The research team wanted to see if they could identify how effusive cryovolcanism happens by studying the behaviour of water in a near vacuum environment. The findings are published in the journal Earth and Planetary Sciences Letters.
They used a low-pressure chamber - ‘George’ , the Large Dirty Mars Chamber, housed at the Open University. For the first time, scientists were able to run experiments with relatively large volumes of water and through observation ports, filmed what was happening.
As pressure inside the chamber was lowered, the water began to bubble and boil, despite being cold. Boiling created vapour which transported heat away from the water, and the water cooled, reaching its freezing point - and floating pieces of ice formed. They continued to grow in size, with new ice forming around their edges.
Within a few minutes, most of the water was covered by thin ice.

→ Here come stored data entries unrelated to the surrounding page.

//! Guarded vs unguarded under the race harness
//!
//! Run with: cargo test --package tally-harness --test race_tests

use pretty_assertions::assert_eq;
use proptest::prelude::*;
use std::time::Duration;
use tally_harness::{
    run_async_stress, run_probe, run_simulator, run_stress, CounterMode, SimulatorConfig,
    Violation,
};
use tally_test_utils::init_tracing;

#[test]
fn guarded_simulation_has_no_violations() {
    init_tracing();
    let config = SimulatorConfig::new()
        .with_seed(7)
        .with_threads(8)
        .with_ops_per_thread(2000);

    let report = run_simulator(&config).unwrap();

    assert!(report.passed(), "{}", report.generate_text());
    assert_eq!(report.final_value, report.expected_value);
    assert_eq!(report.stats.operations, 8 * 2000);
    assert_eq!(report.stats.overlaps, 0);
    assert!(report.stats.contended.is_some());
}

#[test]
fn guarded_simulation_with_dwell_keeps_sections_apart() {
    let config = SimulatorConfig::new()
        .with_threads(6)
        .with_ops_per_thread(40)
        .with_dwell_us(100);

    let report = run_simulator(&config).unwrap();

    assert!(report.passed(), "{}", report.generate_text());
    assert_eq!(report.stats.max_concurrency, 1);
}

#[test]
fn unguarded_simulation_with_dwell_overlaps() {
    let config = SimulatorConfig::new()
        .with_mode(CounterMode::Unguarded)
        .with_threads(8)
        .with_ops_per_thread(100)
        .with_dwell_us(200);

    let report = run_simulator(&config).unwrap();

    assert!(!report.passed());
    assert!(report.stats.contended.is_none());
    assert!(report
        .violations
        .iter()
        .any(|v| matches!(v, Violation::OverlappingCriticalSections { .. })));
}

#[test]
fn stop_on_first_violation_keeps_one() {
    let mut config = SimulatorConfig::new()
        .with_mode(CounterMode::Unguarded)
        .with_threads(8)
        .with_ops_per_thread(100)
        .with_dwell_us(200);
    config.stop_on_first_violation = true;

    let report = run_simulator(&config).unwrap();

    assert_eq!(report.violations.len(), 1);
}

#[test]
fn guarded_probe_serializes_every_increment() {
    let report = run_probe(CounterMode::Guarded, 8, Duration::from_millis(2)).unwrap();

    assert!(report.passed());
    assert_eq!(report.final_value, 8);
    assert_eq!(report.max_concurrency, 1);
}

#[test]
fn unguarded_probe_loses_updates() {
    let report = run_probe(CounterMode::Unguarded, 8, Duration::from_millis(5)).unwrap();

    assert!(!report.passed());
    assert!(report.overlaps > 0);
    assert!(report.lost_updates() > 0);
    assert!(report.final_value < 8);
}

#[test]
fn stress_50_by_1000() {
    let report = run_stress(50, 1000).unwrap();

    assert!(report.success);
    assert_eq!(report.final_value, 50_000);
}

#[tokio::test(flavor = "multi_thread", worker_threads = 4)]
async fn async_stress_has_no_lost_updates() {
    let report = run_async_stress(32, 500).await.unwrap();

    assert!(report.success);
    assert_eq!(report.final_value, 16_000);
}

proptest! {
    #![proptest_config(ProptestConfig::with_cases(16))]

    #[test]
    fn prop_guarded_simulation_always_passes(
        seed in any::<u64>(),
        threads in 1..6usize,
        ops in 0..300u64,
    ) {
        let config = SimulatorConfig::new()
            .with_seed(seed)
            .with_threads(threads)
            .with_ops_per_thread(ops);
        let report = run_simulator(&config).unwrap();
        prop_assert!(report.passed());
        prop_assert_eq!(report.final_value, report.expected_value);
    }
}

Below the ice covering, the liquid water continued to boil, with bubbles breaking through or deforming the ice layer, allowing water to effuse or escape through cracks onto the ice surface. Earlier studies involving much smaller volumes of water suggested thick ice would form and rapidly seal off the water to prevent further boiling.
Dr Frances Butcher, Research Fellow in the School of Geography and Planning at the University of Sheffield and one of the study’s authors, said: “The ice layer that forms is weak and full of holes and bubbles.
“If the ice was stronger, it would likely seal-off the liquid water below and prevent further boiling. But our experiments show that as the water boils, the gas that is released gets trapped under the icy crust. Pressure builds, the ice cracks, the gas escapes, and liquid water can briefly seep through the cracks onto the surface of the ice - only to be exposed again to the low-pressure environment.
“As soon as new fractures appear, water begins to boil again, and the entire process repeats itself.”
On Earth, water follows well-known physical rules: it freezes below 0 °C and boils above 100 °C.
Dr Petr Broz, from the Institute of Geophysics at the Czech Academy of Sciences and lead author of the study, said: “We found that the freezing process of water under very low pressure is much more complex than previously thought.
“In such conditions, water rapidly boils even at low temperatures, as it is not stable under low pressure. Simultaneously, it evaporates and begins to freeze, driven by the intense cooling effect caused by the evaporation itself. The ice crust that forms is repeatedly disrupted by vapour bubbles, which lift and fracture the ice, significantly slowing down, complicating, and prolonging the freezing process.”
The researchers hope their investigation will help identify ancient signs of cryovolcanic activity not only on icy moons but across other celestial bodies in the Solar System.
The process the scientists observed of bubbles rising up and deforming the ice cap resulted in an uneven ice crust with bumps and depressions.
Manish Patel, Professor of Planetary Science at the Open University, who supervises the Mars simulation facility, said: “These topographic irregularities - caused by trapped vapour beneath the ice - may leave distinct signatures that could be detectable by orbiting spacecraft, for example by those equipped with radars, offering a potential new way to identify ancient cryovolcanic activity.
“This could provide valuable clues for planning future missions to these remote worlds—and help us better understand the still mysterious process of cryovolcanism.”
The research was funded by the Czech Science Foundation.